→ Task directions: Copy each line from the data that has the word "boundary" in it.
[[ Exercise materials open ]]
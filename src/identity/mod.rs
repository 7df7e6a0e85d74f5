//! Identity-provider capability surface and the types that cross it.
//!
//! The provider owns credentials, sessions, MFA factors and the assurance level. The
//! server only needs four of its capabilities ([`IdentityProvider`]); the device side
//! consumes the session-bound ones through `client::provider::ClientIdentity`.
//!
//! Role claims arrive as loosely-typed profile metadata. They are resolved into the
//! closed [`Role`] enum exactly once, when a user payload is parsed at this boundary.

pub mod gotrue;

use async_trait::async_trait;
use secrecy::SecretString;
use serde::{Deserialize, Serialize};
use std::{fmt, str::FromStr};
use thiserror::Error;
use tracing::warn;
use utoipa::ToSchema;

pub use gotrue::GoTrueClient;

/// Closed set of roles carried in an identity's profile.
#[derive(Clone, Copy, Debug, PartialEq, Eq, Hash, Serialize, Deserialize, ToSchema)]
#[serde(rename_all = "lowercase")]
pub enum Role {
    Admin,
    Hr,
    Payroll,
    Security,
    Employee,
}

#[derive(Debug, Clone, PartialEq, Eq, Error)]
#[error("unknown role: {0}")]
pub struct UnknownRole(pub String);

impl Role {
    /// Least-privileged role, used when the claim is absent or unknown.
    pub const DEFAULT: Self = Self::Employee;

    #[must_use]
    pub const fn as_str(self) -> &'static str {
        match self {
            Self::Admin => "admin",
            Self::Hr => "hr",
            Self::Payroll => "payroll",
            Self::Security => "security",
            Self::Employee => "employee",
        }
    }

    /// Resolve an untrusted profile claim. Unknown values fall back to the default role.
    #[must_use]
    pub fn from_claim(claim: Option<&str>) -> Self {
        match claim {
            None => Self::DEFAULT,
            Some(value) => value.parse().unwrap_or_else(|UnknownRole(value)| {
                warn!("Unknown role claim {value:?}, using {}", Self::DEFAULT);
                Self::DEFAULT
            }),
        }
    }
}

impl FromStr for Role {
    type Err = UnknownRole;

    fn from_str(value: &str) -> Result<Self, Self::Err> {
        match value.trim().to_lowercase().as_str() {
            "admin" => Ok(Self::Admin),
            "hr" => Ok(Self::Hr),
            "payroll" => Ok(Self::Payroll),
            "security" => Ok(Self::Security),
            "employee" => Ok(Self::Employee),
            _ => Err(UnknownRole(value.to_string())),
        }
    }
}

impl fmt::Display for Role {
    fn fmt(&self, f: &mut fmt::Formatter<'_>) -> fmt::Result {
        f.write_str(self.as_str())
    }
}

/// Authenticator assurance level reported by the provider.
#[derive(Clone, Copy, Debug, PartialEq, Eq, Serialize, Deserialize, ToSchema)]
#[serde(rename_all = "lowercase")]
pub enum AssuranceLevel {
    /// Single factor.
    Aal1,
    /// Second factor verified in this session.
    Aal2,
}

impl AssuranceLevel {
    #[must_use]
    pub const fn is_verified(self) -> bool {
        matches!(self, Self::Aal2)
    }
}

impl FromStr for AssuranceLevel {
    type Err = ProviderError;

    fn from_str(value: &str) -> Result<Self, Self::Err> {
        match value {
            "aal1" => Ok(Self::Aal1),
            "aal2" => Ok(Self::Aal2),
            other => Err(ProviderError::InvalidResponse(format!(
                "unknown assurance level: {other}"
            ))),
        }
    }
}

/// Public fields of an identity, as resolved at the trust boundary.
#[derive(Clone, Debug, PartialEq, Eq, Serialize, Deserialize, ToSchema)]
pub struct Identity {
    pub id: String,
    pub email: Option<String>,
    pub name: Option<String>,
    pub role: Role,
}

/// Tokens the client needs to adopt a provider session.
#[derive(Clone, PartialEq, Eq, Serialize, Deserialize, ToSchema)]
#[serde(rename_all = "camelCase")]
pub struct SessionTokens {
    pub access_token: String,
    pub refresh_token: String,
}

impl fmt::Debug for SessionTokens {
    fn fmt(&self, f: &mut fmt::Formatter<'_>) -> fmt::Result {
        f.debug_struct("SessionTokens")
            .field("access_token", &"***")
            .field("refresh_token", &"***")
            .finish()
    }
}

/// Result of a successful password sign-in or step-up verification.
#[derive(Clone, Debug, PartialEq, Eq, Serialize, Deserialize, ToSchema)]
pub struct SignedIn {
    pub session: SessionTokens,
    pub user: Identity,
}

/// Account to be created through the provider's privileged API.
#[derive(Debug)]
pub struct NewAccount {
    pub email: String,
    pub password: SecretString,
    pub name: String,
    pub role: Role,
}

/// An enrolled second factor.
#[derive(Clone, Debug, PartialEq, Eq, Serialize, Deserialize)]
pub struct Factor {
    pub id: String,
    pub factor_type: String,
    pub status: String,
}

impl Factor {
    #[must_use]
    pub fn is_verified_totp(&self) -> bool {
        self.factor_type == "totp" && self.status == "verified"
    }
}

/// Material returned when a new TOTP factor is enrolled.
#[derive(Debug)]
pub struct TotpEnrollment {
    pub factor_id: String,
    pub qr_code: String,
    pub secret: SecretString,
    pub uri: String,
}

#[derive(Debug, Clone, PartialEq, Eq, Error)]
pub enum ProviderError {
    #[error("Invalid credentials")]
    InvalidCredentials,
    #[error("Unauthorized")]
    Unauthorized,
    #[error("Rejected: {0}")]
    Rejected(String),
    #[error("Unavailable: {0}")]
    Unavailable(String),
    #[error("Invalid response: {0}")]
    InvalidResponse(String),
}

/// Capabilities the server endpoints consume.
#[async_trait]
pub trait IdentityProvider: Send + Sync {
    /// Check credentials and issue a session.
    async fn sign_in_with_password(
        &self,
        email: &str,
        password: &str,
    ) -> Result<SignedIn, ProviderError>;

    /// Resolve an access token into a live identity.
    async fn get_user(&self, access_token: &str) -> Result<Identity, ProviderError>;

    /// User-scoped assurance level check using the caller's own token.
    async fn assurance_level(&self, access_token: &str) -> Result<AssuranceLevel, ProviderError>;

    /// Create a pre-confirmed account with the privileged key.
    async fn admin_create_account(&self, account: &NewAccount) -> Result<Identity, ProviderError>;
}

#[cfg(test)]
mod tests {
    use super::*;

    #[test]
    fn role_parses_closed_set() {
        assert_eq!("admin".parse::<Role>(), Ok(Role::Admin));
        assert_eq!(" HR ".parse::<Role>(), Ok(Role::Hr));
        assert_eq!("payroll".parse::<Role>(), Ok(Role::Payroll));
        assert_eq!("security".parse::<Role>(), Ok(Role::Security));
        assert_eq!("employee".parse::<Role>(), Ok(Role::Employee));
        assert!("root".parse::<Role>().is_err());
    }

    #[test]
    fn role_claim_defaults_to_least_privileged() {
        assert_eq!(Role::from_claim(None), Role::Employee);
        assert_eq!(Role::from_claim(Some("superuser")), Role::Employee);
        assert_eq!(Role::from_claim(Some("user")), Role::Employee);
        assert_eq!(Role::from_claim(Some("admin")), Role::Admin);
    }

    #[test]
    fn role_serializes_lowercase() -> anyhow::Result<()> {
        assert_eq!(serde_json::to_string(&Role::Security)?, "\"security\"");
        Ok(())
    }

    #[test]
    fn assurance_level_parses() {
        assert_eq!("aal2".parse::<AssuranceLevel>(), Ok(AssuranceLevel::Aal2));
        assert!(AssuranceLevel::Aal2.is_verified());
        assert!(!AssuranceLevel::Aal1.is_verified());
        assert!("aal3".parse::<AssuranceLevel>().is_err());
    }

    #[test]
    fn session_tokens_debug_is_redacted() {
        let tokens = SessionTokens {
            access_token: "secret-access".to_string(),
            refresh_token: "secret-refresh".to_string(),
        };
        let debug = format!("{tokens:?}");
        assert!(!debug.contains("secret-access"));
        assert!(!debug.contains("secret-refresh"));
    }

    #[test]
    fn session_tokens_use_camel_case() -> anyhow::Result<()> {
        let tokens = SessionTokens {
            access_token: "a".to_string(),
            refresh_token: "r".to_string(),
        };
        let value = serde_json::to_value(&tokens)?;
        assert_eq!(value["accessToken"], "a");
        assert_eq!(value["refreshToken"], "r");
        Ok(())
    }
}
[[ Exercise materials closed ]]
→ Answer to the problem:
//! closed [`Role`] enum exactly once, when a user payload is parsed at this boundary.
/// Public fields of an identity, as resolved at the trust boundary.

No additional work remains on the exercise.